▶ [DATA]:
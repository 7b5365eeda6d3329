//! Password-reset token plumbing: opaque random tokens plus the URL-safe
//! user-id encoding used in reset links.

use base64ct::{Base64UrlUnpadded, Encoding};
use rand::RngCore;
use uuid::Uuid;

use crate::error::{ApiError, ApiResult};

const TOKEN_BYTES: usize = 32;

/// Random URL-safe token for the reset link.
pub fn generate_token() -> String {
    let mut bytes = [0u8; TOKEN_BYTES];
    rand::thread_rng().fill_bytes(&mut bytes);
    Base64UrlUnpadded::encode_string(&bytes)
}

/// Encode a user id for the `/:uidb64/` path segment.
pub fn encode_uid(user_id: Uuid) -> String {
    Base64UrlUnpadded::encode_string(user_id.as_bytes())
}

/// Decode the `/:uidb64/` path segment back into a user id. Any malformed
/// input maps to a plain validation error to avoid leaking which part of
/// the link was wrong.
pub fn decode_uid(uidb64: &str) -> ApiResult<Uuid> {
    let bytes = Base64UrlUnpadded::decode_vec(uidb64)
        .map_err(|_| ApiError::validation("Invalid reset link"))?;
    Uuid::from_slice(&bytes).map_err(|_| ApiError::validation("Invalid reset link"))
}

pub fn reset_link(base_url: &str, user_id: Uuid, token: &str) -> String {
    format!(
        "{}/api/v1/auth/password-reset-confirm/{}/{}",
        base_url.trim_end_matches('/'),
        encode_uid(user_id),
        token
    )
}

#[cfg(test)]
mod tests {
    use super::*;

    #[test]
    fn uid_roundtrip() {
        let id = Uuid::new_v4();
        let encoded = encode_uid(id);
        assert_eq!(decode_uid(&encoded).unwrap(), id);
    }

    #[test]
    fn decode_rejects_garbage() {
        assert!(decode_uid("not base64 at all!").is_err());
        // Valid base64, wrong length for a UUID.
        assert!(decode_uid(&Base64UrlUnpadded::encode_string(b"short")).is_err());
    }

    #[test]
    fn tokens_are_unique_and_urlsafe() {
        let a = generate_token();
        let b = generate_token();
        assert_ne!(a, b);
        assert!(!a.contains('+') && !a.contains('/') && !a.contains('='));
    }

    #[test]
    fn link_contains_uid_and_token() {
        let id = Uuid::new_v4();
        let link = reset_link("http://localhost:8080/", id, "tok123");
        assert!(link.starts_with(
            "http://localhost:8080/api/v1/auth/password-reset-confirm/"
        ));
        assert!(link.ends_with("/tok123"));
        assert!(link.contains(&encode_uid(id)));
    }
}
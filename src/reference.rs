//! Shared reference data: locations and industries. Read-only for normal
//! callers; staff may seed new entries.

use axum::{
    extract::State,
    http::StatusCode,
    routing::{get, post},
    Json, Router,
};
use serde::{Deserialize, Serialize};
use sqlx::{FromRow, PgPool};
use tracing::instrument;
use uuid::Uuid;

use crate::auth::StaffUser;
use crate::error::{ApiError, ApiResult};
use crate::state::AppState;

#[derive(Debug, Clone, Serialize, Deserialize, FromRow)]
pub struct Location {
    pub id: Uuid,
    pub city: String,
    pub state: String,
    pub country: String,
}

impl Location {
    pub fn display_name(&self) -> String {
        format!("{}, {}", self.city, self.state)
    }
}

#[derive(Debug, Clone, Serialize, Deserialize, FromRow)]
pub struct Industry {
    pub id: Uuid,
    pub name: String,
    pub description: String,
}

#[derive(Debug, Serialize)]
pub struct LocationView {
    pub id: Uuid,
    pub city: String,
    pub state: String,
    pub country: String,
    pub display_name: String,
}

impl From<Location> for LocationView {
    fn from(l: Location) -> Self {
        let display_name = l.display_name();
        Self {
            id: l.id,
            city: l.city,
            state: l.state,
            country: l.country,
            display_name,
        }
    }
}

pub async fn list_locations(db: &PgPool) -> anyhow::Result<Vec<Location>> {
    let rows = sqlx::query_as::<_, Location>(
        "SELECT id, city, state, country FROM locations ORDER BY city, state",
    )
    .fetch_all(db)
    .await?;
    Ok(rows)
}

pub async fn list_industries(db: &PgPool) -> anyhow::Result<Vec<Industry>> {
    let rows = sqlx::query_as::<_, Industry>(
        "SELECT id, name, description FROM industries ORDER BY name",
    )
    .fetch_all(db)
    .await?;
    Ok(rows)
}

#[derive(Debug, Deserialize)]
pub struct NewLocation {
    pub city: String,
    pub state: String,
    #[serde(default = "default_country")]
    pub country: String,
}

fn default_country() -> String {
    "India".into()
}

#[derive(Debug, Deserialize)]
pub struct NewIndustry {
    pub name: String,
    #[serde(default)]
    pub description: String,
}

pub fn router() -> Router<AppState> {
    Router::new()
        .route("/locations", get(get_locations).post(create_location))
        .route("/industries", get(get_industries).post(create_industry))
}

#[instrument(skip(state))]
async fn get_locations(State(state): State<AppState>) -> ApiResult<Json<Vec<LocationView>>> {
    let rows = list_locations(&state.db).await?;
    Ok(Json(rows.into_iter().map(LocationView::from).collect()))
}

#[instrument(skip(state))]
async fn get_industries(State(state): State<AppState>) -> ApiResult<Json<Vec<Industry>>> {
    Ok(Json(list_industries(&state.db).await?))
}

#[instrument(skip(state, payload))]
async fn create_location(
    State(state): State<AppState>,
    StaffUser(_): StaffUser,
    Json(payload): Json<NewLocation>,
) -> ApiResult<(StatusCode, Json<LocationView>)> {
    if payload.city.trim().is_empty() || payload.state.trim().is_empty() {
        return Err(ApiError::validation("City and state are required"));
    }
    let row = sqlx::query_as::<_, Location>(
        r#"
        INSERT INTO locations (city, state, country)
        VALUES ($1, $2, $3)
        ON CONFLICT (city, state, country) DO UPDATE SET city = EXCLUDED.city
        RETURNING id, city, state, country
        "#,
    )
    .bind(payload.city.trim())
    .bind(payload.state.trim())
    .bind(payload.country.trim())
    .fetch_one(&state.db)
    .await?;
    Ok((StatusCode::CREATED, Json(LocationView::from(row))))
}

#[instrument(skip(state, payload))]
async fn create_industry(
    State(state): State<AppState>,
    StaffUser(_): StaffUser,
    Json(payload): Json<NewIndustry>,
) -> ApiResult<(StatusCode, Json<Industry>)> {
    if payload.name.trim().is_empty() {
        return Err(ApiError::field("name", "Required"));
    }
    let row = sqlx::query_as::<_, Industry>(
        r#"
        INSERT INTO industries (name, description)
        VALUES ($1, $2)
        ON CONFLICT (name) DO UPDATE SET description = EXCLUDED.description
        RETURNING id, name, description
        "#,
    )
    .bind(payload.name.trim())
    .bind(payload.description.trim())
    .fetch_one(&state.db)
    .await?;
    Ok((StatusCode::CREATED, Json(row)))
}

#[cfg(test)]
mod tests {
    use super::*;

    #[test]
    fn location_display_name_joins_city_and_state() {
        let l = Location {
            id: Uuid::new_v4(),
            city: "Pune".into(),
            state: "Maharashtra".into(),
            country: "India".into(),
        };
        assert_eq!(l.display_name(), "Pune, Maharashtra");
    }
}
use anyhow::Context;
use async_trait::async_trait;
use aws_config::{defaults, BehaviorVersion};
use aws_credential_types::Credentials;
use aws_sdk_s3::{
    config::{Builder as S3ConfigBuilder, Region},
    presigning::PresigningConfig,
    Client,
};
use aws_smithy_types::byte_stream::ByteStream;
use bytes::Bytes;

use crate::config::StorageConfig;

/// Blob-store collaborator. Resumes and profile photos live behind this
/// trait so tests can swap the S3 client for a fake.
#[async_trait]
pub trait StorageClient: Send + Sync {
    async fn put_object(&self, key: &str, body: Bytes, content_type: &str) -> anyhow::Result<()>;
    async fn delete_object(&self, key: &str) -> anyhow::Result<()>;
    async fn presign_get(&self, key: &str, seconds: u64) -> anyhow::Result<String>;
}

#[derive(Clone)]
pub struct Storage {
    client: Client,
    bucket: String,
}

impl Storage {
    pub async fn connect(cfg: &StorageConfig) -> anyhow::Result<Self> {
        let shared = defaults(BehaviorVersion::latest())
            .region(Region::new(cfg.region.clone()))
            .credentials_provider(Credentials::new(
                cfg.access_key.clone(),
                cfg.secret_key.clone(),
                None,
                None,
                "static",
            ))
            .endpoint_url(&cfg.endpoint)
            .load()
            .await;

        // Path-style addressing for MinIO-compatible endpoints.
        let conf = S3ConfigBuilder::from(&shared)
            .endpoint_url(&cfg.endpoint)
            .force_path_style(true)
            .build();

        Ok(Self {
            client: Client::from_conf(conf),
            bucket: cfg.bucket.clone(),
        })
    }
}

#[async_trait]
impl StorageClient for Storage {
    async fn put_object(&self, key: &str, body: Bytes, content_type: &str) -> anyhow::Result<()> {
        self.client
            .put_object()
            .bucket(&self.bucket)
            .key(key)
            .body(ByteStream::from(body))
            .content_type(content_type)
            .send()
            .await
            .context("s3 put_object")?;
        Ok(())
    }

    async fn delete_object(&self, key: &str) -> anyhow::Result<()> {
        self.client
            .delete_object()
            .bucket(&self.bucket)
            .key(key)
            .send()
            .await
            .context("s3 delete_object")?;
        Ok(())
    }

    async fn presign_get(&self, key: &str, seconds: u64) -> anyhow::Result<String> {
        let req = self.client.get_object().bucket(&self.bucket).key(key);
        let presigned = req
            .presigned(PresigningConfig::expires_in(
                std::time::Duration::from_secs(seconds),
            )?)
            .await
            .context("s3 presign_get")?;
        Ok(presigned.uri().to_string())
    }
}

▶ [WORK INSTRUCTION]: Count, in the data above, the lines that hold "Credentials". Return only that count.

▶ [TASK RESPONSE]: 2